Exercise data:
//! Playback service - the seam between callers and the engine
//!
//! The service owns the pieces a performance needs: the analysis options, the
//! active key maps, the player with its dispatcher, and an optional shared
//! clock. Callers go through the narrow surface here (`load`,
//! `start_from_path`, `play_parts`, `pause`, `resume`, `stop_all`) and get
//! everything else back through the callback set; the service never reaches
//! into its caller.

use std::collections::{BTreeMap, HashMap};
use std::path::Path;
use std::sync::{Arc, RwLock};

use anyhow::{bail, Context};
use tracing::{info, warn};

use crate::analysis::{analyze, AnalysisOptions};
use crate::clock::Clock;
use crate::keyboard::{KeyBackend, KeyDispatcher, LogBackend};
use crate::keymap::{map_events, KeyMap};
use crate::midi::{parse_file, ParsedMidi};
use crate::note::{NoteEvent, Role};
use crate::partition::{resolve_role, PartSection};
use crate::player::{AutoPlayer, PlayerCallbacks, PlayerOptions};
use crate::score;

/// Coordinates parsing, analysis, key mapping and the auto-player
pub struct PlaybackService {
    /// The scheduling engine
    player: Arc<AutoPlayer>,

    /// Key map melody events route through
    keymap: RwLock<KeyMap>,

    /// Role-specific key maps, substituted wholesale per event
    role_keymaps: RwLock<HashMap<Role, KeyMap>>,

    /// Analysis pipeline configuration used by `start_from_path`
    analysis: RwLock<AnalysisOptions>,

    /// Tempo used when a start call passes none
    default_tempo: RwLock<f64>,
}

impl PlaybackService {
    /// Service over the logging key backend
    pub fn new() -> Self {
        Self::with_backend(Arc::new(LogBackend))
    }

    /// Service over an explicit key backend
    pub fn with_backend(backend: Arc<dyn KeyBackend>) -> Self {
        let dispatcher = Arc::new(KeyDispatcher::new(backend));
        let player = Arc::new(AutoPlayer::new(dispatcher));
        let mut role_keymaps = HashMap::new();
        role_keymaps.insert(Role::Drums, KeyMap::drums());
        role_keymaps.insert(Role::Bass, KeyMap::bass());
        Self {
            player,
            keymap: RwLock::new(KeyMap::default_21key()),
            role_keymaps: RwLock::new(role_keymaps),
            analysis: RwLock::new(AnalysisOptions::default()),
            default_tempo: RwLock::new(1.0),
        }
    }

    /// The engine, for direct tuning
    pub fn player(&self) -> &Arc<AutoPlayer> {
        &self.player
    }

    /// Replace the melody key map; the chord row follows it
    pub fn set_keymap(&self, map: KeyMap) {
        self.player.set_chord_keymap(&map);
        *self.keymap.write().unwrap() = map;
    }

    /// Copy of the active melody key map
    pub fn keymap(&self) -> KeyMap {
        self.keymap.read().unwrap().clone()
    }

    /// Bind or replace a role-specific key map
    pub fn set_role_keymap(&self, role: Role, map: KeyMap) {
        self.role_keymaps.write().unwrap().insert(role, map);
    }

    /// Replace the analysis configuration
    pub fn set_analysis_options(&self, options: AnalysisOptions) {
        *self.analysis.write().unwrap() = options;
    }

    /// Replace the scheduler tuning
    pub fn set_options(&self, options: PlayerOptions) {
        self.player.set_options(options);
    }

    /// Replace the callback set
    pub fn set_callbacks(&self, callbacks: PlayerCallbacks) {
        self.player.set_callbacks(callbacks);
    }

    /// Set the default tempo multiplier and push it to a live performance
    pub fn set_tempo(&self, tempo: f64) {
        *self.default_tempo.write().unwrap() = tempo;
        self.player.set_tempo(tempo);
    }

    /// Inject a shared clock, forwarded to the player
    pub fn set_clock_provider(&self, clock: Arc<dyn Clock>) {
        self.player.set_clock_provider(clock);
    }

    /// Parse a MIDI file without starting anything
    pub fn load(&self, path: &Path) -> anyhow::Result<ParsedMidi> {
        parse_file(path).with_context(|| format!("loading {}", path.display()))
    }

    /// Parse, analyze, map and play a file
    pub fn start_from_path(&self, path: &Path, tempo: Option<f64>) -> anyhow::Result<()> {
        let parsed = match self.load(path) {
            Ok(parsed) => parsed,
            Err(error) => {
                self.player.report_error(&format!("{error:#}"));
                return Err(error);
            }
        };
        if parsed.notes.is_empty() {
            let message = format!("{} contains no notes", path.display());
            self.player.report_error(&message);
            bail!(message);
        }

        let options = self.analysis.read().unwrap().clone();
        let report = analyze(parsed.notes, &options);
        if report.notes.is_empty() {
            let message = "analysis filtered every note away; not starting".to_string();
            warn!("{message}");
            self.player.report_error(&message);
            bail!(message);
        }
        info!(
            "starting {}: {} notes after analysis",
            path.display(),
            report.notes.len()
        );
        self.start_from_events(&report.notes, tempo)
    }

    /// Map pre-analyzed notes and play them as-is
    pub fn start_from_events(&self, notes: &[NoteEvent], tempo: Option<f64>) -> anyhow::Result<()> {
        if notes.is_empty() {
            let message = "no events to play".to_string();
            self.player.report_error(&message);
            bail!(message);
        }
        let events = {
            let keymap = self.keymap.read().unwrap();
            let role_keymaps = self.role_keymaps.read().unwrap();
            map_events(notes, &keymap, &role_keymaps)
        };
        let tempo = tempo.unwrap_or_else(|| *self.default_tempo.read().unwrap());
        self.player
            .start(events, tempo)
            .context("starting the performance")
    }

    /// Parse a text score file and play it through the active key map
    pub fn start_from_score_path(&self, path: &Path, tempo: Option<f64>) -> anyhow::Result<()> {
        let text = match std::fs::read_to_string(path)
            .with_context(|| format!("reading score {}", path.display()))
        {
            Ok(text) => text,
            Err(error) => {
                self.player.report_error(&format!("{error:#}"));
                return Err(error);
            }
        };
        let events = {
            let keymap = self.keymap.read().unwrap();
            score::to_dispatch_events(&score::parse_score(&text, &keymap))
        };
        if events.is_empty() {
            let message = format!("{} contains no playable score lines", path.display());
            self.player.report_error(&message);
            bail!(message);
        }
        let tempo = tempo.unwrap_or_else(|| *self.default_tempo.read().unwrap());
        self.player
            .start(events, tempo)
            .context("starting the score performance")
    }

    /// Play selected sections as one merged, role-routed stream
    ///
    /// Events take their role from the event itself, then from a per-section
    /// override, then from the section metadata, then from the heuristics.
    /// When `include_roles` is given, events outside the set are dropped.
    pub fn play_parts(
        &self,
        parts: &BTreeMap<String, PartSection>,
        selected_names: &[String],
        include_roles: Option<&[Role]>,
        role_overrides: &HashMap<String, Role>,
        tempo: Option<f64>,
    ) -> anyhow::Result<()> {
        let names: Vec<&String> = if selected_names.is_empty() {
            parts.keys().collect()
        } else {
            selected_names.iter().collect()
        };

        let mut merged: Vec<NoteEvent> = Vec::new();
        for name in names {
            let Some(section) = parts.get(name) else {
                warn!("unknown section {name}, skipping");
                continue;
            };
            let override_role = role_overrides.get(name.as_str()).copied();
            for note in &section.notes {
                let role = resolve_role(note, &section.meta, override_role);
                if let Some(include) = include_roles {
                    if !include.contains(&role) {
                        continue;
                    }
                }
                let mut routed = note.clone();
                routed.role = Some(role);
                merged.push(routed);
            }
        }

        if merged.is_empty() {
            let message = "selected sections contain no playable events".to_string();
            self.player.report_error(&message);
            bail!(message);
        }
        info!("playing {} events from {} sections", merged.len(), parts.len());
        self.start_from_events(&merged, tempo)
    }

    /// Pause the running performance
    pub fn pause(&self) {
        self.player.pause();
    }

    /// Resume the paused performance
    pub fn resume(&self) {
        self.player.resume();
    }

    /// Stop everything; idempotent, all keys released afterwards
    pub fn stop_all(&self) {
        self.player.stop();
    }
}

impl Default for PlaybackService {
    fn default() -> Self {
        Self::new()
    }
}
==
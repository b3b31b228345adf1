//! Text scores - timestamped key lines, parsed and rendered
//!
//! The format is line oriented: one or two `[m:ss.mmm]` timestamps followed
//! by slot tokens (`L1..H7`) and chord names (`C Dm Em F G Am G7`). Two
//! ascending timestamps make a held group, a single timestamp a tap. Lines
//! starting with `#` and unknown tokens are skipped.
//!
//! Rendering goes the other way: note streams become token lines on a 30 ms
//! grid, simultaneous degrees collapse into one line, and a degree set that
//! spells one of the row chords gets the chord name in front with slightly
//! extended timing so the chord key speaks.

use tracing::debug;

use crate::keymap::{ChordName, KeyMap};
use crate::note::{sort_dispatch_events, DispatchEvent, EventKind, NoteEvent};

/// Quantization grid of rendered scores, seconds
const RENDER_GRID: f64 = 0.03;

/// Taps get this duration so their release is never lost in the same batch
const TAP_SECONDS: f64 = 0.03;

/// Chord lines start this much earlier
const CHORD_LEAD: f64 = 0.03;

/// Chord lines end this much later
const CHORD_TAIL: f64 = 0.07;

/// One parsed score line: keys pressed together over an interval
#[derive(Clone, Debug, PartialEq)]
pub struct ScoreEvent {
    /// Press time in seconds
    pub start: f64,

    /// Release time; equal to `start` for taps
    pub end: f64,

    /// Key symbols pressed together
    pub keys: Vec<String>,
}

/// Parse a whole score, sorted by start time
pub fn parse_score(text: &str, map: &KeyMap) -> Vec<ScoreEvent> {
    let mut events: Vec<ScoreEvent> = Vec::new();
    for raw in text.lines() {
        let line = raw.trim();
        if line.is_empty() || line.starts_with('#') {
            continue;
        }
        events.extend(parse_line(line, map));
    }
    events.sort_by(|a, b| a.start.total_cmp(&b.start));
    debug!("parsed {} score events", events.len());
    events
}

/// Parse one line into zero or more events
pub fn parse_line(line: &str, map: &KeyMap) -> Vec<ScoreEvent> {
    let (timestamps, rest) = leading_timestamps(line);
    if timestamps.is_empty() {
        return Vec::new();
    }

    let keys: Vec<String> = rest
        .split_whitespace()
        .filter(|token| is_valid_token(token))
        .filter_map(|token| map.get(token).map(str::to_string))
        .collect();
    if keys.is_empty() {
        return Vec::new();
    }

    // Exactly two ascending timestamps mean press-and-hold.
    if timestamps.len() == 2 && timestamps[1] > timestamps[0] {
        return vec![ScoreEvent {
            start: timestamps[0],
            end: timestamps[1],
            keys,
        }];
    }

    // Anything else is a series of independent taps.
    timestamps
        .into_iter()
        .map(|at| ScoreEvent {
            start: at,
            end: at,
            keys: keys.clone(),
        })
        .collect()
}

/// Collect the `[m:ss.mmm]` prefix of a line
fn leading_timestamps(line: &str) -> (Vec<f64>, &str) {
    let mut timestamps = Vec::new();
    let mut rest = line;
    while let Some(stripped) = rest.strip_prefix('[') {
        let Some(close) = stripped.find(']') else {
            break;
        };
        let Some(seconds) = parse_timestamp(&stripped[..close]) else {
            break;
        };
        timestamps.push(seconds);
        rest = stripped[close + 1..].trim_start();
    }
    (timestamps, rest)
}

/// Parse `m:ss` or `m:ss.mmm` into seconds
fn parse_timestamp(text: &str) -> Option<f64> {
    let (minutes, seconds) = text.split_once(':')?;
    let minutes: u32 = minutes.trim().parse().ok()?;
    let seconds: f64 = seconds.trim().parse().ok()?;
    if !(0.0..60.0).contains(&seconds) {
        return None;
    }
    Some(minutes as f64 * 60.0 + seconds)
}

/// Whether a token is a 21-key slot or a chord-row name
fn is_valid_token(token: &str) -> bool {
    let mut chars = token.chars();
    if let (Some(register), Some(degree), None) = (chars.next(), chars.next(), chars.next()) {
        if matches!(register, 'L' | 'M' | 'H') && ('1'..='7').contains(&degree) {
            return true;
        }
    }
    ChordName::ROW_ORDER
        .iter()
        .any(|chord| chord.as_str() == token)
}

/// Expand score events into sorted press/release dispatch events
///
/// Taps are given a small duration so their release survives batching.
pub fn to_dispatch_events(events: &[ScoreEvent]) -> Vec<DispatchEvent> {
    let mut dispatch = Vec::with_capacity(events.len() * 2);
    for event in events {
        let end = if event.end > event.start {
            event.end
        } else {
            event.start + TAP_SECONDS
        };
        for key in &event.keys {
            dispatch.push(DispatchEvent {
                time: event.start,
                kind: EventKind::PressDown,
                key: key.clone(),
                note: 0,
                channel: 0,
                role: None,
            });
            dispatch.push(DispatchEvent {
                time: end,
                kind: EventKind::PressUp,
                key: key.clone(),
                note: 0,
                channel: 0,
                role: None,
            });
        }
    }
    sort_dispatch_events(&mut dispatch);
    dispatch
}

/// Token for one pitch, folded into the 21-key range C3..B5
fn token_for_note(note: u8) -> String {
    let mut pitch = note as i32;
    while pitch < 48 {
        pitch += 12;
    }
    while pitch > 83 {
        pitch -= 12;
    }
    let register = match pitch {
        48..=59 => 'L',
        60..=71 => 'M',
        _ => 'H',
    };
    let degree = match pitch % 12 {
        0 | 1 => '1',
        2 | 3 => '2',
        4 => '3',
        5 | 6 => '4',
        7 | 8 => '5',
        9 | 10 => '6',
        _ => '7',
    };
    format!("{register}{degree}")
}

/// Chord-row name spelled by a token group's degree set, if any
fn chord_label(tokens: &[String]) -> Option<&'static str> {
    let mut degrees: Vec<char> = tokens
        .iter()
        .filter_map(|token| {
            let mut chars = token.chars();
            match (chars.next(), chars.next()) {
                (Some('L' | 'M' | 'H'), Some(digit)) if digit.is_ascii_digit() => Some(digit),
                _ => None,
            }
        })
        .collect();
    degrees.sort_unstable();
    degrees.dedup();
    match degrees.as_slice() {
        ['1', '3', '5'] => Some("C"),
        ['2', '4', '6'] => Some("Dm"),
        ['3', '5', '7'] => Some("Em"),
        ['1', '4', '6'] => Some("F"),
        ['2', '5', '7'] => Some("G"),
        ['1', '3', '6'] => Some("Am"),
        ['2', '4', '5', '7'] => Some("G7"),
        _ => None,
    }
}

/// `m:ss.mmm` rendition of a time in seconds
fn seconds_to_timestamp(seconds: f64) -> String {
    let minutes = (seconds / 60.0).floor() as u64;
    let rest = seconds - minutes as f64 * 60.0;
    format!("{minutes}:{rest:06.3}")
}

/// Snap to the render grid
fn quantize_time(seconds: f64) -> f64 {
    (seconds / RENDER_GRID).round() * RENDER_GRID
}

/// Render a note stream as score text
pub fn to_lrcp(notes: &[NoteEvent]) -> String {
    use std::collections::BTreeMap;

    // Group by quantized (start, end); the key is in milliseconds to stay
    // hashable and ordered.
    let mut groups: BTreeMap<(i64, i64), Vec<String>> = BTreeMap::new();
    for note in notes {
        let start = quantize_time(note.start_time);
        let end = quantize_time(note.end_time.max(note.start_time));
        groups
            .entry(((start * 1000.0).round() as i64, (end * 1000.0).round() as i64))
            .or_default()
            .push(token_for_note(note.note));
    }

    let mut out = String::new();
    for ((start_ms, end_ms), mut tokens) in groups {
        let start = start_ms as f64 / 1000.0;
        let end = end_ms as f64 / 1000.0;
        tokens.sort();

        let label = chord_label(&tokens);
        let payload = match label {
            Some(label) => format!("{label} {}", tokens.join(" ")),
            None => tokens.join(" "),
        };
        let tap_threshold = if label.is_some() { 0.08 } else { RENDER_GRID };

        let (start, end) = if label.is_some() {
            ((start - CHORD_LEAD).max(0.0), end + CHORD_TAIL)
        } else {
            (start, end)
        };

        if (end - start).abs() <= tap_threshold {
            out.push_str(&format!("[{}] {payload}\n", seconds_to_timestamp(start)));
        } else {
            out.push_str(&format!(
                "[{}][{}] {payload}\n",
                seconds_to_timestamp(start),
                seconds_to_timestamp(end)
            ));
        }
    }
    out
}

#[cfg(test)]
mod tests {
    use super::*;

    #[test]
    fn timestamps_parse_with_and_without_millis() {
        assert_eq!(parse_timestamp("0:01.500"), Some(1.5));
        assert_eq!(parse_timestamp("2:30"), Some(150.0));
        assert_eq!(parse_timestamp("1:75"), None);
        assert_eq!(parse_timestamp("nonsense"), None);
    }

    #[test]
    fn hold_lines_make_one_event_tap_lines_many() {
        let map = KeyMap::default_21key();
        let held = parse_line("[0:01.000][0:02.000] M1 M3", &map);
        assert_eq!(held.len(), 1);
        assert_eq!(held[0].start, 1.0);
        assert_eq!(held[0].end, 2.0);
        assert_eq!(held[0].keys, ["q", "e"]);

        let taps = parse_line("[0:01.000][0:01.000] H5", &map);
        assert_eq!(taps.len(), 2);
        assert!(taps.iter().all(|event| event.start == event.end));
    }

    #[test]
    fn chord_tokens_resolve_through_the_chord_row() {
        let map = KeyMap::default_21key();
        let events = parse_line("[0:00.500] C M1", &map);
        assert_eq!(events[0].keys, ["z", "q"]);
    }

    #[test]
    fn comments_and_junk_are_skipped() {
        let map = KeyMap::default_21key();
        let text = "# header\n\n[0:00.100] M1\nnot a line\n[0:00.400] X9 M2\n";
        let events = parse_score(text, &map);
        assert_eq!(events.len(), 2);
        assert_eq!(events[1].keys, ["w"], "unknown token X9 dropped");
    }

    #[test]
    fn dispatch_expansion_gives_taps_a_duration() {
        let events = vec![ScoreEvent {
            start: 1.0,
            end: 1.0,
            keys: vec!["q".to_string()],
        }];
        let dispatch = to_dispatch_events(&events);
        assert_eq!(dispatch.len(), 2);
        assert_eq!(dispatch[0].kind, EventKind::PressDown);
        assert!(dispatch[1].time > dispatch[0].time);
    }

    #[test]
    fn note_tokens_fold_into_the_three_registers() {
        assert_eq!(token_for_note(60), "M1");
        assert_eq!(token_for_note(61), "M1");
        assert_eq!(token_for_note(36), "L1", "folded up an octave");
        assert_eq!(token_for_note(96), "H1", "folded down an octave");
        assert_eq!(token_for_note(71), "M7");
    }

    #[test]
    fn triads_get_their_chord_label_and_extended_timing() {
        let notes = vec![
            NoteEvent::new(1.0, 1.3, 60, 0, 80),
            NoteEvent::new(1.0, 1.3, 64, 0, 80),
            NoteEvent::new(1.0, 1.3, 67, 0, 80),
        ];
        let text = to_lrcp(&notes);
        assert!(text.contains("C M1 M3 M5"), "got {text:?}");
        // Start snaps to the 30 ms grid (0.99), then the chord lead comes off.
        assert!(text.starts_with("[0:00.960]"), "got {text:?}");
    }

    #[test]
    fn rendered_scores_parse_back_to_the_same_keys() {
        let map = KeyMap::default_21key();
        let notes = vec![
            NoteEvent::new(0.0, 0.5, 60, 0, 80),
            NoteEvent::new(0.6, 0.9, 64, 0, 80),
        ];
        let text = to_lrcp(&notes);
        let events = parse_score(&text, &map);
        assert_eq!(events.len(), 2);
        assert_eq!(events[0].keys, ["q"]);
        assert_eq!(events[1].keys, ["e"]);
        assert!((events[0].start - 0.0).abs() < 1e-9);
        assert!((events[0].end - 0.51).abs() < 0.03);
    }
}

Assigned task: Write down exactly the span of lines above from the one containing "and the engine" to the one containing "into its caller.", both ends included.

Solution below:
//! Playback service - the seam between callers and the engine
//!
//! The service owns the pieces a performance needs: the analysis options, the
//! active key maps, the player with its dispatcher, and an optional shared
//! clock. Callers go through the narrow surface here (`load`,
//! `start_from_path`, `play_parts`, `pause`, `resume`, `stop_all`) and get
//! everything else back through the callback set; the service never reaches
//! into its caller.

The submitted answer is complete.